The family that owns the shop says it was simple blind luck none of them ran into him.
Police say the shooter fled to Debert after his rampage started in Portapique, N.S. Gabriel Wortman parked his replica RCMP cruiser behind a local welding shop and dumped some items there before taking off again.
Brian MacDonald, who owns the welding shop in Debert, N.S. -- and had previously done work for the shooter – discovered some discarded items during his morning walk in the large open space behind the shop.
"A pair of boots -- leather, high-top boots, parade boots, I guess they call them," said MacDonald. "A gun holster (and an) empty box of shells."
Investigators have already done a painstaking grid search of the area -- all of it vital information as they try to piece together what happened during the rampage.
Surveillance video had already established Wortman was in Debert, and MacDonald says he may have been interested in hiding the car.

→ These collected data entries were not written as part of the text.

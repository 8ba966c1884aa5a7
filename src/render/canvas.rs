//! Canvas 2D renderer for the browser build
//!
//! Paints a [`RenderSnapshot`] with `CanvasRenderingContext2d`. Geometry comes
//! from [`super::shapes`]; this file only knows how to stroke and fill it.

use std::f64::consts::TAU;

use glam::Vec2;
use web_sys::CanvasRenderingContext2d;

use super::shapes::{self, colors};
use super::{RenderSink, RenderSnapshot};
use crate::settings::Settings;
use crate::sim::{GameStatus, Obstacle};

const WAITING_HINT: &str = "PRESS SPACE OR CLICK TO START";

/// Draws snapshots onto a 2D canvas context
pub struct CanvasRenderer {
    ctx: CanvasRenderingContext2d,
    settings: Settings,
}

impl CanvasRenderer {
    pub fn new(ctx: CanvasRenderingContext2d, settings: Settings) -> Self {
        Self { ctx, settings }
    }

    pub fn set_settings(&mut self, settings: Settings) {
        self.settings = settings;
    }

    fn clear(&self, width: f64, height: f64) {
        self.ctx.set_fill_style_str(colors::BACKGROUND);
        self.ctx.fill_rect(0.0, 0.0, width, height);
    }

    fn circle(&self, center: Vec2, radius: f32) {
        self.ctx.begin_path();
        let _ = self
            .ctx
            .arc(center.x as f64, center.y as f64, radius.max(0.0) as f64, 0.0, TAU);
        self.ctx.fill();
    }

    fn polygon(&self, points: &[Vec2]) {
        let Some((first, rest)) = points.split_first() else {
            return;
        };
        self.ctx.begin_path();
        self.ctx.move_to(first.x as f64, first.y as f64);
        for p in rest {
            self.ctx.line_to(p.x as f64, p.y as f64);
        }
        self.ctx.close_path();
        self.ctx.fill();
    }

    fn line(&self, from: Vec2, to: Vec2) {
        self.ctx.begin_path();
        self.ctx.move_to(from.x as f64, from.y as f64);
        self.ctx.line_to(to.x as f64, to.y as f64);
        self.ctx.stroke();
    }

    fn draw_stars(&self, snapshot: &RenderSnapshot<'_>) {
        for star in snapshot.stars {
            self.ctx
                .set_fill_style_str(&format!("rgba(255, 255, 255, {})", star.brightness));
            self.circle(star.pos, star.size);
        }
    }

    fn draw_grid(&self, snapshot: &RenderSnapshot<'_>) {
        let w = snapshot.tuning.world_width;
        let h = snapshot.tuning.world_height;
        self.ctx.set_stroke_style_str(colors::GRID);
        self.ctx.set_line_width(1.0);
        for x in shapes::grid_columns(snapshot.frame, w) {
            self.line(Vec2::new(x, 0.0), Vec2::new(x, h));
        }
        for y in shapes::grid_rows(h) {
            self.line(Vec2::new(0.0, y), Vec2::new(w, y));
        }
    }

    fn draw_particles(&self, snapshot: &RenderSnapshot<'_>) {
        for particle in snapshot.particles {
            let alpha = particle.alpha();
            self.ctx.set_fill_style_str(particle.color);
            self.ctx.set_global_alpha(alpha as f64);
            self.ctx.set_shadow_color(particle.color);
            self.ctx.set_shadow_blur(10.0);
            self.circle(particle.pos, particle.size * alpha);
        }
        self.ctx.set_global_alpha(1.0);
        self.ctx.set_shadow_blur(0.0);
    }

    fn draw_obstacle(&self, obstacle: &Obstacle, snapshot: &RenderSnapshot<'_>) {
        let width = snapshot.tuning.obstacle_width;
        let height = snapshot.tuning.world_height;
        let (top, bottom) = shapes::obstacle_walls(obstacle, width, height);

        let gradient = self.ctx.create_linear_gradient(
            obstacle.x as f64,
            0.0,
            (obstacle.x + width) as f64,
            0.0,
        );
        let _ = gradient.add_color_stop(0.0, colors::WALL_EDGE);
        let _ = gradient.add_color_stop(0.5, colors::WALL_CENTER);
        let _ = gradient.add_color_stop(1.0, colors::WALL_EDGE);

        self.ctx.set_fill_style_canvas_gradient(&gradient);
        self.ctx.set_shadow_color(colors::WALL_CENTER);
        self.ctx.set_shadow_blur(20.0);
        for wall in [top, bottom] {
            self.ctx
                .fill_rect(wall.x as f64, wall.y as f64, wall.w as f64, wall.h as f64);
        }

        // Glowing lips around the gap
        self.ctx.set_stroke_style_str(colors::WALL_GLOW);
        self.ctx.set_line_width(2.0);
        self.ctx.set_shadow_blur(30.0);
        for edge in [obstacle.gap_top(), obstacle.gap_bottom()] {
            self.line(Vec2::new(obstacle.x, edge), Vec2::new(obstacle.x + width, edge));
        }

        self.ctx.set_stroke_style_str(colors::WALL_STRIPE);
        self.ctx.set_line_width(1.0);
        self.ctx.set_shadow_blur(0.0);
        for y in shapes::obstacle_stripes(obstacle, height) {
            self.line(
                Vec2::new(obstacle.x + 10.0, y),
                Vec2::new(obstacle.x + width - 10.0, y),
            );
        }
    }

    fn draw_ship(&self, snapshot: &RenderSnapshot<'_>) {
        let size = snapshot.tuning.player_size;
        let center = Vec2::new(snapshot.tuning.player_x, snapshot.player.y);
        let velocity = snapshot.player.velocity;
        let tilt = if self.settings.ship_tilt() {
            shapes::ship_tilt(velocity)
        } else {
            0.0
        };

        // Halo
        if let Ok(halo) = self.ctx.create_radial_gradient(
            center.x as f64,
            center.y as f64,
            0.0,
            center.x as f64,
            center.y as f64,
            size as f64,
        ) {
            let _ = halo.add_color_stop(0.0, "rgba(0, 255, 255, 0.8)");
            let _ = halo.add_color_stop(0.5, "rgba(0, 255, 255, 0.3)");
            let _ = halo.add_color_stop(1.0, "rgba(0, 255, 255, 0)");
            self.ctx.set_fill_style_canvas_gradient(&halo);
            self.circle(center, size);
        }

        self.ctx.set_fill_style_str(colors::SHIP);
        self.ctx.set_shadow_color(colors::SHIP);
        self.ctx.set_shadow_blur(20.0);
        self.polygon(&shapes::place(&shapes::ship_hull(size), center, tilt));

        self.ctx.set_fill_style_str(colors::SHIP_CORE);
        self.ctx.set_shadow_blur(10.0);
        self.polygon(&shapes::place(&shapes::ship_core(size), center, tilt));

        if shapes::engine_lit(velocity) {
            let flare = shapes::place(&[Vec2::new(-size / 2.0 - 10.0, 0.0)], center, tilt);
            self.ctx.set_fill_style_str(colors::ENGINE);
            self.ctx.set_shadow_color(colors::ENGINE);
            self.ctx.set_shadow_blur(30.0);
            self.circle(flare[0], 15.0);
        }
        self.ctx.set_shadow_blur(0.0);
    }

    fn draw_waiting_hint(&self, snapshot: &RenderSnapshot<'_>) {
        self.ctx.set_fill_style_str(colors::HINT);
        self.ctx.set_font("20px Orbitron, sans-serif");
        self.ctx.set_text_align("center");
        self.ctx.set_shadow_color(colors::SHIP);
        self.ctx.set_shadow_blur(15.0);
        let _ = self.ctx.fill_text(
            WAITING_HINT,
            (snapshot.tuning.world_width / 2.0) as f64,
            (snapshot.tuning.world_height - 50.0) as f64,
        );
        self.ctx.set_shadow_blur(0.0);
    }

    fn draw_scanlines(&self, snapshot: &RenderSnapshot<'_>) {
        let w = snapshot.tuning.world_width as f64;
        self.ctx.set_fill_style_str(colors::SCANLINE);
        for y in shapes::scanline_rows(snapshot.tuning.world_height) {
            self.ctx.fill_rect(0.0, y as f64, w, 2.0);
        }
    }
}

impl RenderSink for CanvasRenderer {
    fn draw(&mut self, snapshot: &RenderSnapshot<'_>) {
        self.clear(
            snapshot.tuning.world_width as f64,
            snapshot.tuning.world_height as f64,
        );
        self.draw_stars(snapshot);
        if self.settings.grid {
            self.draw_grid(snapshot);
        }
        self.draw_particles(snapshot);
        for obstacle in snapshot.obstacles {
            self.draw_obstacle(obstacle, snapshot);
        }
        if snapshot.ship_visible() {
            self.draw_ship(snapshot);
        }
        if snapshot.status == GameStatus::Waiting {
            self.draw_waiting_hint(snapshot);
        }
        if self.settings.effective_scanlines() {
            self.draw_scanlines(snapshot);
        }
    }
}
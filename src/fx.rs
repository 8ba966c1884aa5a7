//! Cosmetic effects: particles and the scrolling starfield
//!
//! Nothing here affects gameplay. Effects draw from their own RNG stream so
//! they never shift the simulation's obstacle layout.

use glam::Vec2;
use rand::{Rng, SeedableRng};
use rand_pcg::Pcg32;

use crate::sim::ParticleKind;

/// Stream offset that keeps effect randomness apart from the simulation's
const FX_STREAM: u64 = 0x6e65_6f6e;

const BOOST_COLORS: [&str; 3] = ["#00ffff", "#00ccff", "#0099ff"];
const TRAIL_COLORS: [&str; 3] = ["#ff00ff", "#cc00ff", "#ff0099"];
const EXPLOSION_COLORS: [&str; 3] = ["#ffff00", "#ff9900", "#ff0066"];

impl ParticleKind {
    fn palette(self) -> &'static [&'static str; 3] {
        match self {
            ParticleKind::Boost => &BOOST_COLORS,
            ParticleKind::Trail => &TRAIL_COLORS,
            ParticleKind::Explosion => &EXPLOSION_COLORS,
        }
    }

    /// Frames a particle of this kind lives
    pub fn lifetime(self) -> u32 {
        match self {
            ParticleKind::Explosion => 40,
            _ => 20,
        }
    }

    /// Horizontal and vertical velocity spread
    fn spread(self) -> Vec2 {
        match self {
            ParticleKind::Explosion => Vec2::new(8.0, 8.0),
            _ => Vec2::new(3.0, 2.0),
        }
    }

    fn max_extra_size(self) -> f32 {
        match self {
            ParticleKind::Explosion => 6.0,
            _ => 4.0,
        }
    }
}

/// A particle for visual effects
#[derive(Debug, Clone)]
pub struct Particle {
    pub pos: Vec2,
    pub vel: Vec2,
    /// Frames remaining
    pub life: u32,
    pub max_life: u32,
    pub size: f32,
    /// CSS color
    pub color: &'static str,
}

impl Particle {
    /// Fade factor, 1.0 when fresh and 0.0 when spent
    #[inline]
    pub fn alpha(&self) -> f32 {
        self.life as f32 / self.max_life as f32
    }
}

/// Owns all live particles and caps their number
#[derive(Debug, Clone)]
pub struct ParticleSystem {
    pub particles: Vec<Particle>,
    max_particles: usize,
    rng: Pcg32,
}

impl ParticleSystem {
    pub fn new(seed: u64, max_particles: usize) -> Self {
        Self {
            particles: Vec::new(),
            max_particles,
            rng: Pcg32::seed_from_u64(seed ^ FX_STREAM),
        }
    }

    pub fn set_max_particles(&mut self, max_particles: usize) {
        self.max_particles = max_particles;
        self.particles.truncate(max_particles);
    }

    /// Emit `count` particles of a kind at a point; drops what exceeds the cap
    pub fn spawn(&mut self, kind: ParticleKind, origin: Vec2, count: u32) {
        let room = self.max_particles.saturating_sub(self.particles.len());
        let count = (count as usize).min(room);
        let spread = kind.spread();
        let palette = kind.palette();
        let life = kind.lifetime();

        for _ in 0..count {
            let vx = (self.rng.random::<f32>() - 0.5) * spread.x - 2.0;
            let vy = (self.rng.random::<f32>() - 0.5) * spread.y;
            let size = self.rng.random::<f32>() * kind.max_extra_size() + 2.0;
            let color = palette[self.rng.random_range(0..palette.len())];
            self.particles.push(Particle {
                pos: origin,
                vel: Vec2::new(vx, vy),
                life,
                max_life: life,
                size,
                color,
            });
        }
    }

    /// Move every particle one frame and drop the spent ones
    pub fn update(&mut self) {
        for particle in self.particles.iter_mut() {
            particle.pos += particle.vel;
            particle.life = particle.life.saturating_sub(1);
        }
        self.particles.retain(|p| p.life > 0);
    }

    pub fn clear(&mut self) {
        self.particles.clear();
    }

    pub fn len(&self) -> usize {
        self.particles.len()
    }

    pub fn is_empty(&self) -> bool {
        self.particles.is_empty()
    }
}

/// A background star
#[derive(Debug, Clone, Copy, PartialEq)]
pub struct Star {
    pub pos: Vec2,
    pub size: f32,
    pub speed: f32,
    pub brightness: f32,
}

/// Parallax starfield that scrolls left in every game status
#[derive(Debug, Clone)]
pub struct Starfield {
    pub stars: Vec<Star>,
    bounds: Vec2,
    rng: Pcg32,
}

impl Starfield {
    pub fn new(seed: u64, bounds: Vec2, count: usize) -> Self {
        let mut field = Self {
            stars: Vec::with_capacity(count),
            bounds,
            rng: Pcg32::seed_from_u64(seed.wrapping_add(FX_STREAM)),
        };
        field.reseed(count);
        field
    }

    /// Scatter a fresh set of stars
    pub fn reseed(&mut self, count: usize) {
        self.stars.clear();
        for _ in 0..count {
            let star = Star {
                pos: Vec2::new(
                    self.rng.random::<f32>() * self.bounds.x,
                    self.rng.random::<f32>() * self.bounds.y,
                ),
                size: self.rng.random::<f32>() * 2.0 + 0.5,
                speed: self.rng.random::<f32>() + 0.5,
                brightness: self.rng.random::<f32>() * 0.5 + 0.5,
            };
            self.stars.push(star);
        }
    }

    /// Scroll one frame; stars leaving the left edge wrap to the right at a new height
    pub fn update(&mut self) {
        for star in self.stars.iter_mut() {
            star.pos.x -= star.speed;
            if star.pos.x < 0.0 {
                star.pos.x = self.bounds.x;
                star.pos.y = self.rng.random::<f32>() * self.bounds.y;
            }
        }
    }
}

"There used to be a bunker -- typically the same as what I have," MacDonald said. "It only had a roof on it. And you could go right down there and drive in."
It was torn down a year ago -- a fact the shooter might not have known.
A nearby trail ultimately leads to the road where VON nurses Heather O'Brien and Kristen Beaton were shot to death -- just a short distance apart.
Seventy-eight-year-old Stan Rafuse knew both women, who had visited his home to care for his ailing wife, who died last year.
He got the news of the manhunt in a phone call.
"It was an emergency call, advising people to stay in their houses and so on," Rafuse said. "That was around 10 in the morning. After that, all hell broke loose."
Roadside memorials dedicated to the nurses continue to grow at the site and elsewhere in Colchester County, where a total of 22 people were killed in a number of communities.
There is shock, sadness and disbelief, too at the welding shop, where, any other morning, someone probably would have gone in early.
"I'm just really, really thankful that nobody was here at the time from my family," said Brian's daughter, Leah MacDonald-White. "So, that's a bit selfish, but I'm very thankful for that."
Little by little, the timeline from that terrible weekend is filling in, with a much clearer picture of what the shooter was doing for all those hours. What isn't known is why he did it -- a question being asked all over the province.